◆ **YOUR ASSIGNMENT**
Where a line has odd spacing or punctuation, keep it; transcribe all the entries exactly.

Stored data:
▬▬▬
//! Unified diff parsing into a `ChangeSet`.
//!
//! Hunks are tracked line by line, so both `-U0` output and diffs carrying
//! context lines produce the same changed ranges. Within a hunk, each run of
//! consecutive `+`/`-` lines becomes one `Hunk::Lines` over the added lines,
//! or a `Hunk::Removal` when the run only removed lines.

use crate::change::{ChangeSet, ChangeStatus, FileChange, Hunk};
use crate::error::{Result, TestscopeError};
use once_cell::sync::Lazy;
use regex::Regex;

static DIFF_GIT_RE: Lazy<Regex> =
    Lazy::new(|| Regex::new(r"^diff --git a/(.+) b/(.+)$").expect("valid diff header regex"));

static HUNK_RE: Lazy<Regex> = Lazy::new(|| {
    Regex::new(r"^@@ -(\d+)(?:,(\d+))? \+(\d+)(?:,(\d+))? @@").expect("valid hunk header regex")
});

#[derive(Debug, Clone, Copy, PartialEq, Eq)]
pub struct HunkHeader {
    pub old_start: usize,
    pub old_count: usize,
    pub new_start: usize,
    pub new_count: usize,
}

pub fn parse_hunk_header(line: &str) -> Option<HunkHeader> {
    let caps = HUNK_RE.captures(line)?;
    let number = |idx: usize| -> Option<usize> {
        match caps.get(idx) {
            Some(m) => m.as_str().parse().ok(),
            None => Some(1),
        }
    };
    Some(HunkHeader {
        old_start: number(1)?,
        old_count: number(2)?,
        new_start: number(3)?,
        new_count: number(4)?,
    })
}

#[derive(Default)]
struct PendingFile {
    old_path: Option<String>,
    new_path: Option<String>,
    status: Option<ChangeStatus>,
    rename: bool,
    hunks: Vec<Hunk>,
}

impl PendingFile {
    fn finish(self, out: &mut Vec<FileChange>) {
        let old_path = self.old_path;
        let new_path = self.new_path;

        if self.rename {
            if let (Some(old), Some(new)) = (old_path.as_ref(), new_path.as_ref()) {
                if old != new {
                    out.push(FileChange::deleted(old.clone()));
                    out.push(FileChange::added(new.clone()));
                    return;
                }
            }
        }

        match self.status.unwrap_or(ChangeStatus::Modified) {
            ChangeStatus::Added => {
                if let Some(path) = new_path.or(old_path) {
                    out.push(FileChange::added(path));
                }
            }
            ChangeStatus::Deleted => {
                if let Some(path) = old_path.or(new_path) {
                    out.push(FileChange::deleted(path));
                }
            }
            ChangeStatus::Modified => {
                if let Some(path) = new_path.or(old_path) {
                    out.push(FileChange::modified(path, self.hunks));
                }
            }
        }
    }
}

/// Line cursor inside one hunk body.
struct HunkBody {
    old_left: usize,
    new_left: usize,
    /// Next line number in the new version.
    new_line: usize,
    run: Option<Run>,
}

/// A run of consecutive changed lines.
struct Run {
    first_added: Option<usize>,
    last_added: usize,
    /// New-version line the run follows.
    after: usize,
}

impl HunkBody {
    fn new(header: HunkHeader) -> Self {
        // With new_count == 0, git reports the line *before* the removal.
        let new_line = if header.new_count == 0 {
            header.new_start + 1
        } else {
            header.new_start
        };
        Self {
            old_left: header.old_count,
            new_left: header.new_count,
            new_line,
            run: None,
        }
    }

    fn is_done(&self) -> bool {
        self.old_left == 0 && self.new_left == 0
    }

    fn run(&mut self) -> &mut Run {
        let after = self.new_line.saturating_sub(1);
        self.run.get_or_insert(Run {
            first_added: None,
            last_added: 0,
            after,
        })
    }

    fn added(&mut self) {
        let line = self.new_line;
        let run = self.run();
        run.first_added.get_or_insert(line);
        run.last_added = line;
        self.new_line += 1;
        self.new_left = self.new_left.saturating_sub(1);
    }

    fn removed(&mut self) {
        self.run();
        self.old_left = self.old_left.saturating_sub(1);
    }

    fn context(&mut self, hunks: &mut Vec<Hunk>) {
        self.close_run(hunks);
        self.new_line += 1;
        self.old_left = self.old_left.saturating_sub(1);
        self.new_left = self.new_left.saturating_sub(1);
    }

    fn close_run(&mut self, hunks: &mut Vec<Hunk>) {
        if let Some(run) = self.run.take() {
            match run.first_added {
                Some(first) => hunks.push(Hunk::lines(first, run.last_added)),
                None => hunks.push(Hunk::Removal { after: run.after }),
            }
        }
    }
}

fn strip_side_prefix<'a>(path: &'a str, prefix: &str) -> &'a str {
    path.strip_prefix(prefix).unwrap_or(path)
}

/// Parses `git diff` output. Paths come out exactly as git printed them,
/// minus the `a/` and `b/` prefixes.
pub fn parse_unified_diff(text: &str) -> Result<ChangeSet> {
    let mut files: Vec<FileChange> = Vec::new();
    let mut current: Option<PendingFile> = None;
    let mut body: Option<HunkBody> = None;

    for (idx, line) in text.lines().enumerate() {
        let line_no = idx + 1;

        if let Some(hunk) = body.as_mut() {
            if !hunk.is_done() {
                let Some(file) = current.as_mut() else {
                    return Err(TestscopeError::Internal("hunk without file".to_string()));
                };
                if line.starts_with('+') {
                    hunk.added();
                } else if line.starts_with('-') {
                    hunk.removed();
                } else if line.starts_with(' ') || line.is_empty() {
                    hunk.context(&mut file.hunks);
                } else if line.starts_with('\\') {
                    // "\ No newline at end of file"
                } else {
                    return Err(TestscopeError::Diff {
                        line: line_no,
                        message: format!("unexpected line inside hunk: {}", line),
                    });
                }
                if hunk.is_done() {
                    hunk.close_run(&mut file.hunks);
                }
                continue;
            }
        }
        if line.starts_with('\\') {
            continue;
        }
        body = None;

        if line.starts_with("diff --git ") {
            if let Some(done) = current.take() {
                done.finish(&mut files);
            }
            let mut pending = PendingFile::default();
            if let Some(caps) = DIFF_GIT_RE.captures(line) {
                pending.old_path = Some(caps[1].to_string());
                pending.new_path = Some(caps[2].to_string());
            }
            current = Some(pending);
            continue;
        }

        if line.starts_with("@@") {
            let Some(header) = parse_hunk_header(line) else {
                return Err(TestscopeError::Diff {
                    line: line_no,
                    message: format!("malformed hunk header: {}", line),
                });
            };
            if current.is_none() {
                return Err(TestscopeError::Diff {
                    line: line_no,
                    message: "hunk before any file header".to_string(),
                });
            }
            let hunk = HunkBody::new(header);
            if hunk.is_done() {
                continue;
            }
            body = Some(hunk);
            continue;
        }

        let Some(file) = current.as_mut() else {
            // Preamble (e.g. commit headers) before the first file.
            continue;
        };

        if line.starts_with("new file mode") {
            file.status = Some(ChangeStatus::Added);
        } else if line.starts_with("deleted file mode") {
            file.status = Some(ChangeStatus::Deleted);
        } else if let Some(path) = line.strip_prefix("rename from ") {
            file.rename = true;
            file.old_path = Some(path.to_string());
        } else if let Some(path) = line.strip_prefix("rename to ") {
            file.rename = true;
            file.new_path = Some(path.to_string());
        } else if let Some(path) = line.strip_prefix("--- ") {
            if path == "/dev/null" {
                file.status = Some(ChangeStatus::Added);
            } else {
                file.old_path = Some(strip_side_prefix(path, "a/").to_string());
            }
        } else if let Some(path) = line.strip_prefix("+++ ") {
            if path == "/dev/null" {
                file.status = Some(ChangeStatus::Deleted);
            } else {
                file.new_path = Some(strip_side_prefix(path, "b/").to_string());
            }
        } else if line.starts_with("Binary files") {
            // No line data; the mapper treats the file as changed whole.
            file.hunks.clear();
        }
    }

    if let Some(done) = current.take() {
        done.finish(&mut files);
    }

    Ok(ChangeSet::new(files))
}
▬▬▬
◆ **RESPONSE TO THIS TASK**
//! Unified diff parsing into a `ChangeSet`.
//!
//! Hunks are tracked line by line, so both `-U0` output and diffs carrying
//! context lines produce the same changed ranges. Within a hunk, each run of
//! consecutive `+`/`-` lines becomes one `Hunk::Lines` over the added lines,
//! or a `Hunk::Removal` when the run only removed lines.

use crate::change::{ChangeSet, ChangeStatus, FileChange, Hunk};
use crate::error::{Result, TestscopeError};
use once_cell::sync::Lazy;
use regex::Regex;

static DIFF_GIT_RE: Lazy<Regex> =
    Lazy::new(|| Regex::new(r"^diff --git a/(.+) b/(.+)$").expect("valid diff header regex"));

static HUNK_RE: Lazy<Regex> = Lazy::new(|| {
    Regex::new(r"^@@ -(\d+)(?:,(\d+))? \+(\d+)(?:,(\d+))? @@").expect("valid hunk header regex")
});

#[derive(Debug, Clone, Copy, PartialEq, Eq)]
pub struct HunkHeader {
    pub old_start: usize,
    pub old_count: usize,
    pub new_start: usize,
    pub new_count: usize,
}

pub fn parse_hunk_header(line: &str) -> Option<HunkHeader> {
    let caps = HUNK_RE.captures(line)?;
    let number = |idx: usize| -> Option<usize> {
        match caps.get(idx) {
            Some(m) => m.as_str().parse().ok(),
            None => Some(1),
        }
    };
    Some(HunkHeader {
        old_start: number(1)?,
        old_count: number(2)?,
        new_start: number(3)?,
        new_count: number(4)?,
    })
}

#[derive(Default)]
struct PendingFile {
    old_path: Option<String>,
    new_path: Option<String>,
    status: Option<ChangeStatus>,
    rename: bool,
    hunks: Vec<Hunk>,
}

impl PendingFile {
    fn finish(self, out: &mut Vec<FileChange>) {
        let old_path = self.old_path;
        let new_path = self.new_path;

        if self.rename {
            if let (Some(old), Some(new)) = (old_path.as_ref(), new_path.as_ref()) {
                if old != new {
                    out.push(FileChange::deleted(old.clone()));
                    out.push(FileChange::added(new.clone()));
                    return;
                }
            }
        }

        match self.status.unwrap_or(ChangeStatus::Modified) {
            ChangeStatus::Added => {
                if let Some(path) = new_path.or(old_path) {
                    out.push(FileChange::added(path));
                }
            }
            ChangeStatus::Deleted => {
                if let Some(path) = old_path.or(new_path) {
                    out.push(FileChange::deleted(path));
                }
            }
            ChangeStatus::Modified => {
                if let Some(path) = new_path.or(old_path) {
                    out.push(FileChange::modified(path, self.hunks));
                }
            }
        }
    }
}

/// Line cursor inside one hunk body.
struct HunkBody {
    old_left: usize,
    new_left: usize,
    /// Next line number in the new version.
    new_line: usize,
    run: Option<Run>,
}

/// A run of consecutive changed lines.
struct Run {
    first_added: Option<usize>,
    last_added: usize,
    /// New-version line the run follows.
    after: usize,
}

impl HunkBody {
    fn new(header: HunkHeader) -> Self {
        // With new_count == 0, git reports the line *before* the removal.
        let new_line = if header.new_count == 0 {
            header.new_start + 1
        } else {
            header.new_start
        };
        Self {
            old_left: header.old_count,
            new_left: header.new_count,
            new_line,
            run: None,
        }
    }

    fn is_done(&self) -> bool {
        self.old_left == 0 && self.new_left == 0
    }

    fn run(&mut self) -> &mut Run {
        let after = self.new_line.saturating_sub(1);
        self.run.get_or_insert(Run {
            first_added: None,
            last_added: 0,
            after,
        })
    }

    fn added(&mut self) {
        let line = self.new_line;
        let run = self.run();
        run.first_added.get_or_insert(line);
        run.last_added = line;
        self.new_line += 1;
        self.new_left = self.new_left.saturating_sub(1);
    }

    fn removed(&mut self) {
        self.run();
        self.old_left = self.old_left.saturating_sub(1);
    }

    fn context(&mut self, hunks: &mut Vec<Hunk>) {
        self.close_run(hunks);
        self.new_line += 1;
        self.old_left = self.old_left.saturating_sub(1);
        self.new_left = self.new_left.saturating_sub(1);
    }

    fn close_run(&mut self, hunks: &mut Vec<Hunk>) {
        if let Some(run) = self.run.take() {
            match run.first_added {
                Some(first) => hunks.push(Hunk::lines(first, run.last_added)),
                None => hunks.push(Hunk::Removal { after: run.after }),
            }
        }
    }
}

fn strip_side_prefix<'a>(path: &'a str, prefix: &str) -> &'a str {
    path.strip_prefix(prefix).unwrap_or(path)
}

/// Parses `git diff` output. Paths come out exactly as git printed them,
/// minus the `a/` and `b/` prefixes.
pub fn parse_unified_diff(text: &str) -> Result<ChangeSet> {
    let mut files: Vec<FileChange> = Vec::new();
    let mut current: Option<PendingFile> = None;
    let mut body: Option<HunkBody> = None;

    for (idx, line) in text.lines().enumerate() {
        let line_no = idx + 1;

        if let Some(hunk) = body.as_mut() {
            if !hunk.is_done() {
                let Some(file) = current.as_mut() else {
                    return Err(TestscopeError::Internal("hunk without file".to_string()));
                };
                if line.starts_with('+') {
                    hunk.added();
                } else if line.starts_with('-') {
                    hunk.removed();
                } else if line.starts_with(' ') || line.is_empty() {
                    hunk.context(&mut file.hunks);
                } else if line.starts_with('\\') {
                    // "\ No newline at end of file"
                } else {
                    return Err(TestscopeError::Diff {
                        line: line_no,
                        message: format!("unexpected line inside hunk: {}", line),
                    });
                }
                if hunk.is_done() {
                    hunk.close_run(&mut file.hunks);
                }
                continue;
            }
        }
        if line.starts_with('\\') {
            continue;
        }
        body = None;

        if line.starts_with("diff --git ") {
            if let Some(done) = current.take() {
                done.finish(&mut files);
            }
            let mut pending = PendingFile::default();
            if let Some(caps) = DIFF_GIT_RE.captures(line) {
                pending.old_path = Some(caps[1].to_string());
                pending.new_path = Some(caps[2].to_string());
            }
            current = Some(pending);
            continue;
        }

        if line.starts_with("@@") {
            let Some(header) = parse_hunk_header(line) else {
                return Err(TestscopeError::Diff {
                    line: line_no,
                    message: format!("malformed hunk header: {}", line),
                });
            };
            if current.is_none() {
                return Err(TestscopeError::Diff {
                    line: line_no,
                    message: "hunk before any file header".to_string(),
                });
            }
            let hunk = HunkBody::new(header);
            if hunk.is_done() {
                continue;
            }
            body = Some(hunk);
            continue;
        }

        let Some(file) = current.as_mut() else {
            // Preamble (e.g. commit headers) before the first file.
            continue;
        };

        if line.starts_with("new file mode") {
            file.status = Some(ChangeStatus::Added);
        } else if line.starts_with("deleted file mode") {
            file.status = Some(ChangeStatus::Deleted);
        } else if let Some(path) = line.strip_prefix("rename from ") {
            file.rename = true;
            file.old_path = Some(path.to_string());
        } else if let Some(path) = line.strip_prefix("rename to ") {
            file.rename = true;
            file.new_path = Some(path.to_string());
        } else if let Some(path) = line.strip_prefix("--- ") {
            if path == "/dev/null" {
                file.status = Some(ChangeStatus::Added);
            } else {
                file.old_path = Some(strip_side_prefix(path, "a/").to_string());
            }
        } else if let Some(path) = line.strip_prefix("+++ ") {
            if path == "/dev/null" {
                file.status = Some(ChangeStatus::Deleted);
            } else {
                file.new_path = Some(strip_side_prefix(path, "b/").to_string());
            }
        } else if line.starts_with("Binary files") {
            // No line data; the mapper treats the file as changed whole.
            file.hunks.clear();
        }
    }

    if let Some(done) = current.take() {
        done.finish(&mut files);
    }

    Ok(ChangeSet::new(files))
}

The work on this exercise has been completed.